#### [Your assignment]
What is the number of lines in the data holding the word "NameTableRecord"? Give that number by itself.

Collected data entries:

_____

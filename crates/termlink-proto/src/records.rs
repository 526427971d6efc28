//! Description record model
//!
//! A terminus describes its entities, sensors, effecters, and their
//! associations through typed binary records pulled during discovery. This
//! module decodes a raw record page into a tagged [`DescriptionRecord`],
//! with truncation reported separately from malformed content so callers can
//! tell a short read from a corrupt one.

use bytes::{Buf, Bytes};
use thiserror::Error;

use crate::messages::Tid;

/// Record type tags
pub mod record_type {
    pub const TERMINUS_LOCATOR: u8 = 1;
    pub const NUMERIC_EFFECTER: u8 = 9;
    pub const ASSOCIATION: u8 = 15;
    pub const NAME_TABLE: u8 = 16;
    pub const COMPACT_SENSOR: u8 = 21;
}

/// Common header carried by every description record
#[derive(Debug, Clone, Copy, PartialEq, Eq)]
pub struct RecordHeader {
    pub record_handle: u32,
    pub version: u8,
    pub record_type: u8,
    pub change_number: u16,
    pub data_length: u16,
}

impl RecordHeader {
    pub const SIZE: usize = 10;
}

/// An entity referenced by association and sensor records
#[derive(Debug, Clone, Copy, PartialEq, Eq)]
pub struct Entity {
    pub kind: u16,
    pub instance: u16,
    pub container: u16,
}

/// Maps a terminus handle to its transport address and validity
#[derive(Debug, Clone, PartialEq, Eq)]
pub struct LocatorRecord {
    pub terminus_handle: u16,
    pub valid: bool,
    pub tid: Tid,
    pub endpoint: u8,
}

/// Parent/children containment edge for the shared entity tree
#[derive(Debug, Clone, PartialEq, Eq)]
pub struct AssociationRecord {
    pub terminus_handle: u16,
    pub association_kind: u8,
    pub container: Entity,
    pub children: Vec<Entity>,
}

/// Compact numeric sensor description
#[derive(Debug, Clone, PartialEq)]
pub struct CompactSensorRecord {
    pub terminus_handle: u16,
    pub sensor_id: u16,
    pub entity: Entity,
    pub base_unit: u8,
    pub unit_modifier: i8,
    pub occurrence_rate: u8,
    /// Bit n set means threshold n below is meaningful
    pub range_support: u8,
    pub warning_high: i32,
    pub warning_low: i32,
    pub critical_high: i32,
    pub critical_low: i32,
    pub name: Option<String>,
}

/// Numeric effecter description
#[derive(Debug, Clone, PartialEq)]
pub struct NumericEffecterRecord {
    pub terminus_handle: u16,
    pub effecter_id: u16,
    pub entity: Entity,
    pub base_unit: u8,
    pub unit_modifier: i8,
    pub offset: i32,
    pub resolution: i32,
}

/// Auxiliary display names for one effecter
#[derive(Debug, Clone, PartialEq, Eq)]
pub struct NameTableRecord {
    pub terminus_handle: u16,
    pub effecter_id: u16,
    /// Per effecter index, a list of (language tag, display name)
    pub names: Vec<Vec<(String, String)>>,
}

/// A decoded description record, tagged by type
#[derive(Debug, Clone, PartialEq)]
pub enum DescriptionRecord {
    TerminusLocator(LocatorRecord),
    Association(AssociationRecord),
    CompactSensor(CompactSensorRecord),
    NumericEffecter(NumericEffecterRecord),
    NameTable(NameTableRecord),
    /// Recognized header but a type this engine does not model; kept opaque
    /// so it can still be committed to the repository verbatim.
    Other { record_type: u8, body: Bytes },
}

impl DescriptionRecord {
    /// Decode a raw record page.
    pub fn decode(mut buf: Bytes) -> Result<(RecordHeader, DescriptionRecord), RecordError> {
        let header = decode_header(&mut buf)?;
        let body_len = usize::from(header.data_length);
        if buf.remaining() < body_len {
            return Err(RecordError::Truncated {
                need: body_len,
                have: buf.remaining(),
            });
        }
        let mut body = buf.split_to(body_len);

        let record = match header.record_type {
            record_type::TERMINUS_LOCATOR => {
                DescriptionRecord::TerminusLocator(decode_locator(&mut body)?)
            }
            record_type::ASSOCIATION => DescriptionRecord::Association(decode_association(&mut body)?),
            record_type::COMPACT_SENSOR => {
                DescriptionRecord::CompactSensor(decode_compact_sensor(&mut body)?)
            }
            record_type::NUMERIC_EFFECTER => {
                DescriptionRecord::NumericEffecter(decode_numeric_effecter(&mut body)?)
            }
            record_type::NAME_TABLE => DescriptionRecord::NameTable(decode_name_table(&mut body)?),
            other => DescriptionRecord::Other {
                record_type: other,
                body,
            },
        };

        Ok((header, record))
    }
}

fn need(buf: &impl Buf, bytes: usize) -> Result<(), RecordError> {
    if buf.remaining() < bytes {
        Err(RecordError::Truncated {
            need: bytes,
            have: buf.remaining(),
        })
    } else {
        Ok(())
    }
}

fn decode_header(buf: &mut Bytes) -> Result<RecordHeader, RecordError> {
    need(buf, RecordHeader::SIZE)?;
    Ok(RecordHeader {
        record_handle: buf.get_u32_le(),
        version: buf.get_u8(),
        record_type: buf.get_u8(),
        change_number: buf.get_u16_le(),
        data_length: buf.get_u16_le(),
    })
}

fn decode_entity(buf: &mut Bytes) -> Result<Entity, RecordError> {
    need(buf, 6)?;
    Ok(Entity {
        kind: buf.get_u16_le(),
        instance: buf.get_u16_le(),
        container: buf.get_u16_le(),
    })
}

fn decode_locator(buf: &mut Bytes) -> Result<LocatorRecord, RecordError> {
    need(buf, 5)?;
    Ok(LocatorRecord {
        terminus_handle: buf.get_u16_le(),
        valid: buf.get_u8() != 0,
        tid: buf.get_u8(),
        endpoint: buf.get_u8(),
    })
}

fn decode_association(buf: &mut Bytes) -> Result<AssociationRecord, RecordError> {
    need(buf, 3)?;
    let terminus_handle = buf.get_u16_le();
    let association_kind = buf.get_u8();
    let container = decode_entity(buf)?;
    need(buf, 1)?;
    let count = usize::from(buf.get_u8());
    let mut children = Vec::with_capacity(count);
    for _ in 0..count {
        children.push(decode_entity(buf)?);
    }
    Ok(AssociationRecord {
        terminus_handle,
        association_kind,
        container,
        children,
    })
}

fn decode_compact_sensor(buf: &mut Bytes) -> Result<CompactSensorRecord, RecordError> {
    need(buf, 4)?;
    let terminus_handle = buf.get_u16_le();
    let sensor_id = buf.get_u16_le();
    let entity = decode_entity(buf)?;
    need(buf, 20)?;
    let base_unit = buf.get_u8();
    let unit_modifier = buf.get_i8();
    let occurrence_rate = buf.get_u8();
    let range_support = buf.get_u8();
    let warning_high = buf.get_i32_le();
    let warning_low = buf.get_i32_le();
    let critical_high = buf.get_i32_le();
    let critical_low = buf.get_i32_le();
    need(buf, 1)?;
    let name_len = usize::from(buf.get_u8());
    let name = if name_len == 0 {
        None
    } else {
        need(buf, name_len)?;
        let raw = buf.split_to(name_len);
        Some(
            std::str::from_utf8(&raw)
                .map_err(|_| RecordError::MalformedName)?
                .trim_end_matches('\0')
                .to_string(),
        )
    };
    Ok(CompactSensorRecord {
        terminus_handle,
        sensor_id,
        entity,
        base_unit,
        unit_modifier,
        occurrence_rate,
        range_support,
        warning_high,
        warning_low,
        critical_high,
        critical_low,
        name,
    })
}

fn decode_numeric_effecter(buf: &mut Bytes) -> Result<NumericEffecterRecord, RecordError> {
    need(buf, 4)?;
    let terminus_handle = buf.get_u16_le();
    let effecter_id = buf.get_u16_le();
    let entity = decode_entity(buf)?;
    need(buf, 10)?;
    Ok(NumericEffecterRecord {
        terminus_handle,
        effecter_id,
        entity,
        base_unit: buf.get_u8(),
        unit_modifier: buf.get_i8(),
        offset: buf.get_i32_le(),
        resolution: buf.get_i32_le(),
    })
}

fn decode_name_table(buf: &mut Bytes) -> Result<NameTableRecord, RecordError> {
    need(buf, 5)?;
    let terminus_handle = buf.get_u16_le();
    let effecter_id = buf.get_u16_le();
    let effecter_count = usize::from(buf.get_u8());

    let mut names = Vec::with_capacity(effecter_count);
    for _ in 0..effecter_count {
        need(buf, 1)?;
        let string_count = usize::from(buf.get_u8());
        let mut entry = Vec::with_capacity(string_count);
        for _ in 0..string_count {
            let tag = read_ascii_nul(buf)?;
            let name = read_utf16_nul(buf)?;
            entry.push((tag, name));
        }
        names.push(entry);
    }

    Ok(NameTableRecord {
        terminus_handle,
        effecter_id,
        names,
    })
}

/// NUL-terminated ASCII string (language tag)
fn read_ascii_nul(buf: &mut Bytes) -> Result<String, RecordError> {
    let mut out = String::new();
    loop {
        need(buf, 1)?;
        match buf.get_u8() {
            0 => return Ok(out),
            b if b.is_ascii() => out.push(char::from(b)),
            _ => return Err(RecordError::MalformedName),
        }
    }
}

/// NUL-terminated UTF-16LE string (display name)
fn read_utf16_nul(buf: &mut Bytes) -> Result<String, RecordError> {
    let mut units = Vec::new();
    loop {
        need(buf, 2)?;
        match buf.get_u16_le() {
            0 => break,
            unit => units.push(unit),
        }
    }
    String::from_utf16(&units).map_err(|_| RecordError::MalformedName)
}

/// Errors from description-record decoding
#[derive(Debug, Error, PartialEq, Eq)]
pub enum RecordError {
    /// The buffer ended before the record did
    #[error("record truncated: need {need} more bytes, have {have}")]
    Truncated { need: usize, have: usize },

    /// A name field was not valid text
    #[error("malformed name string")]
    MalformedName,
}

_____

#### [Exercise output]
4